De acuerdo con la tesis doctoral, el hecho lingüístico (y el hecho político) es intrínseco a la condición de seres humanos, y alrededor de la lengua (o lenguas) siempre hay una política impulsada por los poderes públicos, según informaron las mismas fuentes. Anselm Bodoque cree que "contrariamente a lo que ha sido y es habitual en España, las políticas lingüísticas deberían ser consideradas, vistas y teorizadas más como políticas de reconocimiento de derechos civiles de los hablantes de una lengua determinada", señalaron.

En consecuencia, estas políticas deberían orientarse a que los hablantes de una lengua puedan aspirar a vivir y ejercer sus derechos lingüísticos de la manera más plena y absoluta posible en todas las situaciones comunicativas. Por el contrario, de acuerdo con el autor de la investigación, "actualmente se practican políticas identitarias de afirmación y supervivencia de características generalmente nacionales (en los discursos identitarios fuertes) o una clase de particularidad cultural curiosa y atípica (en los discursos identitarios más débiles)", según estas fuentes.

La tesis "analiza la realidad de las 10 lenguas españolas y su distinto nivel de reconocimiento y política lingüística", y constata cómo "a falta de una teoría fuerte sobre la necesidad normal de garantizar los derechos lingüísticos de los ciudadanos, lo que se impone son políticas lingüísticas cuya intensidad acaba dependiendo de la fuerza política y demográfica de los hablantes de lenguas minorizadas y de los discursos y las fuerzas nacionalistas de cada zona".

El trabajo "también analiza la evolución del conflicto lingüístico valenciano para caracterizarlo en su fase actual como un doble conflicto: sobre la identidad de la lengua y de sustitución lingüística y como la intensidad de la división identitaria alrededor del valenciano en la Comunitat Valenciana".

Entre las conclusiones destaca que la política lingüística aplicada por los gobiernos valencianos ha estado muy influida por el sistema español de políticas lingüísticas y, especialmente, por el conflicto sobre la identidad y el nombre de la lengua, que se origina en la Comunitat Valenciana a partir de la transición.

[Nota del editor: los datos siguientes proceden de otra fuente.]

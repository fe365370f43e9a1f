use crate::error::RegistryError;
use crate::expression::{Operation, Registry};
use opcalc_macros::opcalc_fn;
use std::f64::consts::{FRAC_PI_2, PI};

pub fn register(registry: &mut Registry) -> Result<(), RegistryError> {
    registry.register(sin())?;
    registry.register(cos())?;
    registry.register(tan())?;
    registry.register(cot())?;
    registry.register(arcsin())?;
    registry.register(arccos())?;
    registry.register(arctan())?;
    registry.register(arccot())?;
    registry.register(get_pi())?;
    Ok(())
}

#[opcalc_fn]
fn sin(x: f64) -> f64 {
    x.sin()
}

#[opcalc_fn]
fn cos(x: f64) -> f64 {
    x.cos()
}

#[opcalc_fn]
fn tan(x: f64) -> f64 {
    x.tan()
}

#[opcalc_fn]
fn cot(x: f64) -> f64 {
    1.0 / x.tan()
}

#[opcalc_fn]
fn arcsin(x: f64) -> f64 {
    x.asin()
}

#[opcalc_fn]
fn arccos(x: f64) -> f64 {
    x.acos()
}

#[opcalc_fn]
fn arctan(x: f64) -> f64 {
    x.atan()
}

// Range (0, pi).
#[opcalc_fn]
fn arccot(x: f64) -> f64 {
    FRAC_PI_2 - x.atan()
}

#[opcalc_fn(name = "getPi")]
fn get_pi() -> f64 {
    PI
}
use crate::error::{EvalError, RegistryError};
use crate::expression::{Operation, Registry};
use opcalc_macros::opcalc_fn;
use std::f64::consts::E;

pub fn register(registry: &mut Registry) -> Result<(), RegistryError> {
    registry.register(ln())?;
    registry.register(exp())?;
    registry.register(log())?;
    registry.register(get_exp())?;
    Ok(())
}

#[opcalc_fn]
fn ln(x: f64) -> f64 {
    x.ln()
}

#[opcalc_fn]
fn exp(x: f64) -> f64 {
    x.exp()
}

/// Logarithm of `x` to `base`.
#[opcalc_fn]
fn log(base: f64, x: f64) -> Result<f64, EvalError> {
    if base <= 0.0 || base == 1.0 {
        return Err(EvalError::Domain {
            operation: "log".to_string(),
            message: format!("invalid base {}", base),
        });
    }
    Ok(x.ln() / base.ln())
}

#[opcalc_fn(name = "getExp")]
fn get_exp() -> f64 {
    E
}
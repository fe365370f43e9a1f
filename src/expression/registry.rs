use crate::error::{NameKind, RegistryError};
use crate::expression::{Operation, OperationKind, ARG_SEPARATOR, CALL_CLOSE, CALL_OPEN};
use log::{debug, warn};
use std::collections::HashMap;

fn is_reserved(symbol: char) -> bool {
    symbol == ARG_SEPARATOR || symbol == CALL_OPEN || symbol == CALL_CLOSE
}

fn is_word_start(symbol: char) -> bool {
    symbol.is_ascii_alphabetic() && !is_reserved(symbol)
}

fn is_word_part(symbol: char) -> bool {
    symbol.is_ascii_alphanumeric() && !is_reserved(symbol)
}

fn is_symbol_start(symbol: char) -> bool {
    (symbol.is_ascii_alphabetic() || symbol.is_ascii_punctuation()) && !is_reserved(symbol)
}

fn is_symbol_part(symbol: char) -> bool {
    (symbol.is_ascii_alphanumeric() || symbol.is_ascii_punctuation()) && !is_reserved(symbol)
}

fn is_bracket_part(symbol: char) -> bool {
    (symbol.is_ascii_alphanumeric() || symbol.is_ascii_punctuation()) && symbol != ARG_SEPARATOR
}

fn matches_name(name: &str, start: fn(char) -> bool, part: fn(char) -> bool) -> bool {
    let mut chars = name.chars();
    match chars.next() {
        Some(first) if start(first) => chars.all(part),
        _ => false,
    }
}

pub fn is_valid_function_name(name: &str) -> bool {
    matches_name(name, is_word_start, is_word_part)
}

pub fn is_valid_variable_name(name: &str) -> bool {
    matches_name(name, is_word_start, is_word_part)
}

pub fn is_valid_operator_name(name: &str) -> bool {
    matches_name(name, is_symbol_start, is_symbol_part)
}

/// Brackets may use the call parentheses themselves, so only the argument
/// separator is excluded.
pub fn is_valid_bracket_name(name: &str) -> bool {
    let first_ok = |symbol: char| {
        (symbol.is_ascii_alphabetic() || symbol.is_ascii_punctuation()) && symbol != ARG_SEPARATOR
    };
    matches_name(name, first_ok, is_bracket_part)
}

/// A source of operations, e.g. a bundled math library or a host plugin.
pub trait Extension {
    fn load(&self, registry: &mut Registry) -> Result<(), RegistryError>;
}

impl<F> Extension for F
where
    F: Fn(&mut Registry) -> Result<(), RegistryError>,
{
    fn load(&self, registry: &mut Registry) -> Result<(), RegistryError> {
        self(registry)
    }
}

/// Catalogue of every function, operator and bracket the tokenizer and
/// evaluator recognise.
///
/// A name lives in exactly one namespace. Within the operator namespace a
/// name may be registered once per kind (prefix, binary, postfix).
#[derive(Debug, Default, Clone)]
pub struct Registry {
    functions: HashMap<String, Operation>,
    operators: HashMap<String, Vec<Operation>>,
    brackets: HashMap<String, Operation>,
    longest_name: usize,
}

impl Registry {
    pub fn new() -> Self {
        Self::default()
    }

    /// Adds an operation to the namespace matching its kind.
    pub fn register(&mut self, operation: Operation) -> Result<(), RegistryError> {
        let name = operation.name().to_string();
        let kind = operation.kind();

        let (valid, name_kind) = match kind {
            OperationKind::Function => (is_valid_function_name(&name), NameKind::Function),
            OperationKind::Binary | OperationKind::Prefix | OperationKind::Postfix => {
                (is_valid_operator_name(&name), NameKind::Operator)
            }
            OperationKind::OpenBracket | OperationKind::CloseBracket => {
                (is_valid_bracket_name(&name), NameKind::Bracket)
            }
        };
        if !valid {
            return Err(RegistryError::InvalidName {
                kind: name_kind,
                name,
            });
        }

        let collides = if kind.is_operator() {
            self.functions.contains_key(&name)
                || self.brackets.contains_key(&name)
                || self.lookup_operator(&name, kind).is_some()
        } else {
            self.contains(&name)
        };
        if collides {
            warn!("Rejected {kind:?} {name}: name already registered");
            return Err(RegistryError::NameCollision { name });
        }

        debug!("Registering {kind:?} {name}");
        self.longest_name = self.longest_name.max(name.len());
        match kind {
            OperationKind::Function => {
                self.functions.insert(name, operation);
            }
            OperationKind::Binary | OperationKind::Prefix | OperationKind::Postfix => {
                self.operators.entry(name).or_default().push(operation);
            }
            OperationKind::OpenBracket | OperationKind::CloseBracket => {
                self.brackets.insert(name, operation);
            }
        }
        Ok(())
    }

    /// Runs an extension against this registry.
    pub fn load<E: Extension + ?Sized>(&mut self, extension: &E) -> Result<(), RegistryError> {
        let before = self.len();
        extension.load(self)?;
        debug!("Extension loaded {} operations", self.len().saturating_sub(before));
        Ok(())
    }

    pub fn lookup_function(&self, name: &str) -> Option<&Operation> {
        self.functions.get(name)
    }

    pub fn lookup_bracket(&self, name: &str) -> Option<&Operation> {
        self.brackets.get(name)
    }

    pub fn lookup_operator(&self, name: &str, kind: OperationKind) -> Option<&Operation> {
        self.operators
            .get(name)?
            .iter()
            .find(|operation| operation.kind() == kind)
    }

    /// Byte length of the longest registered name.
    pub fn longest_name(&self) -> usize {
        self.longest_name
    }

    pub fn is_function(&self, name: &str) -> bool {
        self.functions.contains_key(name)
    }

    pub fn is_operator(&self, name: &str) -> bool {
        self.operators.contains_key(name)
    }

    pub fn is_bracket(&self, name: &str) -> bool {
        self.brackets.contains_key(name)
    }

    /// True if `name` is known in any namespace.
    pub fn contains(&self, name: &str) -> bool {
        self.is_function(name) || self.is_operator(name) || self.is_bracket(name)
    }

    /// Number of registered operations, counting each operator kind separately.
    pub fn len(&self) -> usize {
        self.functions.len()
            + self.brackets.len()
            + self.operators.values().map(Vec::len).sum::<usize>()
    }

    pub fn is_empty(&self) -> bool {
        self.len() == 0
    }

    /// All registered operations, in no particular order.
    pub fn operations(&self) -> impl Iterator<Item = &Operation> {
        self.functions
            .values()
            .chain(self.operators.values().flatten())
            .chain(self.brackets.values())
    }

    pub fn clear(&mut self) {
        debug!("Clearing registry of {} operations", self.len());
        self.functions.clear();
        self.operators.clear();
        self.brackets.clear();
        self.longest_name = 0;
    }
}

#[cfg(test)]
mod tests {
    use super::*;

    fn max() -> Operation {
        Operation::function("max", 2, |args| Ok(args[0].max(args[1])))
    }

    #[test]
    fn test_function_and_variable_names() {
        for name in ["x", "max", "getPi", "a1b2"] {
            assert!(is_valid_function_name(name), "{name}");
            assert!(is_valid_variable_name(name), "{name}");
        }
        for name in ["", "1x", "x_y", "x+", "a,b", "f(", "f)", "-x"] {
            assert!(!is_valid_function_name(name), "{name}");
            assert!(!is_valid_variable_name(name), "{name}");
        }
    }

    #[test]
    fn test_operator_names() {
        for name in ["+", "++", "^", "<=", "and", "-x", "!1"] {
            assert!(is_valid_operator_name(name), "{name}");
        }
        for name in ["", "(", ")", ",", "1+", "+,", "+(", "a b"] {
            assert!(!is_valid_operator_name(name), "{name}");
        }
    }

    #[test]
    fn test_bracket_names() {
        for name in ["(", ")", "[", "]", "|", "begin", "(("] {
            assert!(is_valid_bracket_name(name), "{name}");
        }
        for name in ["", ",", "(,", "1", " "] {
            assert!(!is_valid_bracket_name(name), "{name}");
        }
    }

    #[test]
    fn test_register_and_lookup() {
        let mut registry = Registry::new();
        registry.register(max()).unwrap();
        registry
            .register(Operation::binary("+", 1, |a, b| a + b))
            .unwrap();
        registry.register(Operation::open_bracket("(")).unwrap();
        registry
            .register(Operation::close_bracket(")", "("))
            .unwrap();

        assert_eq!(registry.lookup_function("max").map(|op| op.arity()), Some(Some(2)));
        assert!(registry.lookup_function("min").is_none());
        assert_eq!(
            registry
                .lookup_operator("+", OperationKind::Binary)
                .map(Operation::name),
            Some("+")
        );
        assert!(registry.lookup_operator("+", OperationKind::Prefix).is_none());
        assert_eq!(
            registry.lookup_bracket(")").and_then(Operation::pare),
            Some("(")
        );
        assert!(registry.contains("max"));
        assert!(registry.contains("("));
        assert!(!registry.contains("x"));
        assert_eq!(registry.len(), 4);
        assert_eq!(registry.longest_name(), 3);
    }

    #[test]
    fn test_operator_kinds_share_a_name() {
        let mut registry = Registry::new();
        registry.register(Operation::prefix("-", 3, |a| -a)).unwrap();
        registry
            .register(Operation::binary("-", 1, |a, b| a - b))
            .unwrap();
        registry.register(Operation::postfix("-", |a| a - 1.0)).unwrap();

        assert_eq!(registry.len(), 3);
        for kind in [
            OperationKind::Prefix,
            OperationKind::Binary,
            OperationKind::Postfix,
        ] {
            assert_eq!(
                registry.lookup_operator("-", kind).map(Operation::kind),
                Some(kind)
            );
        }

        assert_eq!(
            registry.register(Operation::binary("-", 2, |a, b| b - a)),
            Err(RegistryError::NameCollision {
                name: "-".to_string()
            })
        );
    }

    #[test]
    fn test_collisions_across_namespaces() {
        let mut registry = Registry::new();
        registry.register(max()).unwrap();
        registry.register(Operation::open_bracket("[")).unwrap();
        registry.register(Operation::prefix("neg", 3, |a| -a)).unwrap();

        let attempts = [
            max(),
            Operation::binary("max", 1, |a, b| a.max(b)),
            Operation::open_bracket("max"),
            Operation::function("neg", 1, |args| Ok(-args[0])),
            Operation::open_bracket("neg"),
            Operation::postfix("[", |a| a),
            Operation::close_bracket("[", "["),
        ];
        for operation in attempts {
            let name = operation.name().to_string();
            assert_eq!(
                registry.register(operation),
                Err(RegistryError::NameCollision { name })
            );
        }
        assert_eq!(registry.len(), 3);
    }

    #[test]
    fn test_invalid_names_rejected() {
        let mut registry = Registry::new();

        assert_eq!(
            registry.register(Operation::function("2x", 1, |args| Ok(args[0]))),
            Err(RegistryError::InvalidName {
                kind: NameKind::Function,
                name: "2x".to_string()
            })
        );
        assert_eq!(
            registry.register(Operation::binary("(", 1, |a, _| a)),
            Err(RegistryError::InvalidName {
                kind: NameKind::Operator,
                name: "(".to_string()
            })
        );
        assert_eq!(
            registry.register(Operation::open_bracket(",")),
            Err(RegistryError::InvalidName {
                kind: NameKind::Bracket,
                name: ",".to_string()
            })
        );
        assert!(registry.is_empty());
    }

    #[test]
    fn test_load_extension_and_clear() {
        fn constants(registry: &mut Registry) -> Result<(), RegistryError> {
            registry.register(Operation::function("one", 0, |_| Ok(1.0)))?;
            registry.register(Operation::function("two", 0, |_| Ok(2.0)))
        }

        let mut registry = Registry::new();
        registry.load(&constants).unwrap();
        assert_eq!(registry.operations().count(), 2);

        assert!(registry.load(&constants).is_err());

        registry.clear();
        assert!(registry.is_empty());
        assert_eq!(registry.longest_name(), 0);
        assert!(!registry.contains("one"));
    }
}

Otra de las conclusiones es que "las políticas lingüísticas no han sido capaces de superar el conflicto sobre la identidad del valenciano y despolitizar el debate sobre la lengua, y tampoco han conseguido lo que formalmente era el objetivo último de la política lingüística de todos los gobiernos: favorecer la recuperación del uso social del valenciano en todos los ámbitos y funciones, poniendo fin a los procesos de sustitución y minorización lingüísticas".